Question

Given a twice-differentiable vector-valued function $r\left(t\right)$, what is the definition of the binormal vector $B\left(t\right)$?

Short answer

At each point $t_0$at which $r\left(t_0\right)\ne 0$,

$B\left(t_0\right)=T\left(t_0\right)\times N\left(t_0\right)$, where T and N are the unit tangent vector and principal unit normal vector.

Step-by-step solution

Step 1. Given information.

Consider the given question,

A twice-differentiable vector-valued function is$r\left(t\right)$.

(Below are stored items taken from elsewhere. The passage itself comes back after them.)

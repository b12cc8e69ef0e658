//! Live-set filtering.
//!
//! A stored guard is *live* when it is listed, carries the Guard flag in the
//! current consensus, and is not currently marked down. "Marked down" means it has been
//! tried and carries an `offline_since` stamp; a guard that was never tried
//! is live even if it has never been contacted.
//!
//! Everything here is pure and recomputed on every selection call.

use crate::consensus::ConsensusView;
use crate::node_selection::{Pool, PoolPolicy};
use crate::store::{GuardRecord, GuardStore};

/// Extra restrictions applied on top of liveness.
#[derive(Debug, Clone, Copy, Default, PartialEq, Eq)]
pub struct LiveFilter {
    /// Keep only directory caches.
    pub need_dir: bool,
    /// Keep only members of this pool.
    pub pool: Option<Pool>,
}

/// Returns true if the record is usable right now.
pub fn entry_is_live(record: &GuardRecord, view: &ConsensusView) -> bool {
    record.listed && view.is_listed_guard(&record.fingerprint) && !record.is_marked_down()
}

/// Live records passing `filter`, in store order.
pub fn live_guards<'a>(
    store: &'a GuardStore,
    view: &ConsensusView,
    filter: &LiveFilter,
    policy: &PoolPolicy,
) -> Vec<&'a GuardRecord> {
    store
        .all()
        .iter()
        .filter(|g| entry_is_live(g, view))
        .filter(|g| !filter.need_dir || g.is_dir_cache)
        .filter(|g| filter.pool.map_or(true, |p| policy.in_pool(g.or_port, p)))
        .collect()
}

#[cfg(test)]
mod tests {
    use super::*;
    use crate::consensus::ConsensusEntry;

    fn fp(n: u8) -> String {
        format!("{:02X}", n).repeat(20)
    }

    fn setup(ports: &[u16]) -> (GuardStore, ConsensusView) {
        let mut entries = Vec::new();
        let mut store = GuardStore::new();
        for (i, port) in ports.iter().enumerate() {
            let e = ConsensusEntry::guard(&fp(i as u8 + 1), "192.0.2.1".parse().unwrap(), *port, 10);
            store.add(GuardRecord::from_entry(&e, 0)).unwrap();
            entries.push(e);
        }
        (store, ConsensusView::new(entries).unwrap())
    }

    #[test]
    fn test_never_tried_is_live() {
        let (store, view) = setup(&[9001]);
        let live = live_guards(&store, &view, &LiveFilter::default(), &PoolPolicy::default());
        assert_eq!(live.len(), 1);
    }

    #[test]
    fn test_tried_and_offline_is_not_live() {
        let (mut store, view) = setup(&[9001, 9001]);
        store.mark_tried(&fp(1), 10);
        store.mark_offline(&fp(1), 10);
        // offline without a recorded attempt stays live
        store.mark_offline(&fp(2), 10);

        let live = live_guards(&store, &view, &LiveFilter::default(), &PoolPolicy::default());
        let fps: Vec<_> = live.iter().map(|g| g.fingerprint.clone()).collect();
        assert_eq!(fps, vec![fp(2)]);
    }

    #[test]
    fn test_unlisted_or_absent_is_not_live() {
        let (mut store, view) = setup(&[9001]);
        let e = ConsensusEntry::guard(&fp(9), "192.0.2.9".parse().unwrap(), 9001, 1);
        store.add(GuardRecord::from_entry(&e, 0)).unwrap();
        assert!(!entry_is_live(store.get(&fp(9)).unwrap(), &view));

        store.records_mut().for_each(|g| g.listed = false);
        assert!(live_guards(&store, &view, &LiveFilter::default(), &PoolPolicy::default()).is_empty());
    }

    #[test]
    fn test_relay_without_guard_flag_is_not_live() {
        let (store, _) = setup(&[9001]);
        let mut demoted = ConsensusEntry::guard(&fp(1), "192.0.2.1".parse().unwrap(), 9001, 10);
        demoted.flags.retain(|f| f != "Guard");
        let view = ConsensusView::new(vec![demoted]).unwrap();

        assert!(store.get(&fp(1)).unwrap().listed);
        assert!(!entry_is_live(store.get(&fp(1)).unwrap(), &view));
    }

    #[test]
    fn test_pool_and_dir_filters() {
        let (mut store, view) = setup(&[9001, 443, 80]);
        store
            .records_mut()
            .filter(|g| g.or_port == 80)
            .for_each(|g| g.is_dir_cache = false);

        let dystopic = LiveFilter {
            need_dir: false,
            pool: Some(Pool::Dystopic),
        };
        assert_eq!(live_guards(&store, &view, &dystopic, &PoolPolicy::default()).len(), 2);

        let dystopic_dir = LiveFilter {
            need_dir: true,
            ..dystopic
        };
        let live = live_guards(&store, &view, &dystopic_dir, &PoolPolicy::default());
        assert_eq!(live.len(), 1);
        assert_eq!(live[0].or_port, 443);
    }
}

#[cfg(test)]
mod proptests {
    use super::*;
    use crate::consensus::ConsensusEntry;
    use proptest::prelude::*;

    proptest! {
        #![proptest_config(ProptestConfig::with_cases(100))]

        #[test]
        fn live_set_excludes_contacted_offline_guards(
            states in prop::collection::vec(
                (any::<bool>(), any::<bool>(), any::<bool>(), any::<bool>(), any::<bool>()),
                1..16,
            )
        ) {
            let mut store = GuardStore::new();
            let mut entries = Vec::new();
            for (i, (listed, in_view, tried, offline, contacted)) in states.iter().enumerate() {
                let fp = format!("{:040X}", i + 1);
                let e = ConsensusEntry::guard(&fp, "192.0.2.1".parse().unwrap(), 9001, 1);
                let mut r = GuardRecord::from_entry(&e, 0);
                r.listed = *listed;
                r.last_tried_at = tried.then_some(5);
                r.offline_since = offline.then_some(5);
                r.made_contact = *contacted;
                store.add(r).unwrap();
                if *in_view {
                    entries.push(e);
                }
            }
            let view = ConsensusView::new(entries).unwrap();
            let live = live_guards(&store, &view, &LiveFilter::default(), &PoolPolicy::default());

            for g in &live {
                prop_assert!(g.listed);
                prop_assert!(view.contains(&g.fingerprint));
                prop_assert!(!(g.made_contact && g.offline_since.is_some() && g.last_tried_at.is_some()));
            }
            let expected = store.all().iter().filter(|g| entry_is_live(g, &view)).count();
            prop_assert_eq!(live.len(), expected);
        }
    }
}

Step 2. Consider the unit tangent vector.

If $r\left(t\right)$is a differentiable vector function on the interval $I\subseteq R$, then unit tangent function to $r\left(t\right)$is given below,

$T\left(t\right)=\frac{r\text{'}\left(t\right)}{||r\text{'}\left(t\right)||}$

Where, $r\text{'}\left(t\right)\ne 0$.

From the principal unit normal vector,

If $r\left(t\right)$is a differential vector function on $I\subseteq R$, then the principal unit normal vector at $r\left(t\right)$is denoted as,

$N\left(t\right)=\frac{T\text{'}\left(t\right)}{||T\text{'}\left(t\right)||}$

Where, $T\text{'}\left(t\right)\ne 0$the binomial vector $B\left(t\right)$is the cross product product of the above$2$vectors.

Step 3. Definition of binomial vector.

Consider the definition of binomial vector,

Assume $r\left(t\right)$be a differential vector function on the interval $I\subseteq R$such that $T\text{'}\left(t_0\right)\ne 0$where $t_0\in I$.

The binomial vector B at $r\left(t_0\right)$is defined as,

$B\left(t_0\right)=T\left(t_0\right)\times N\left(t_0\right)$

As $T\left(t_0\right),n\left(t_0\right)$are the two orthogonal unit vectors, their cross product $B\left(t_0\right)$is another unit vector and is orthogonal to both of them.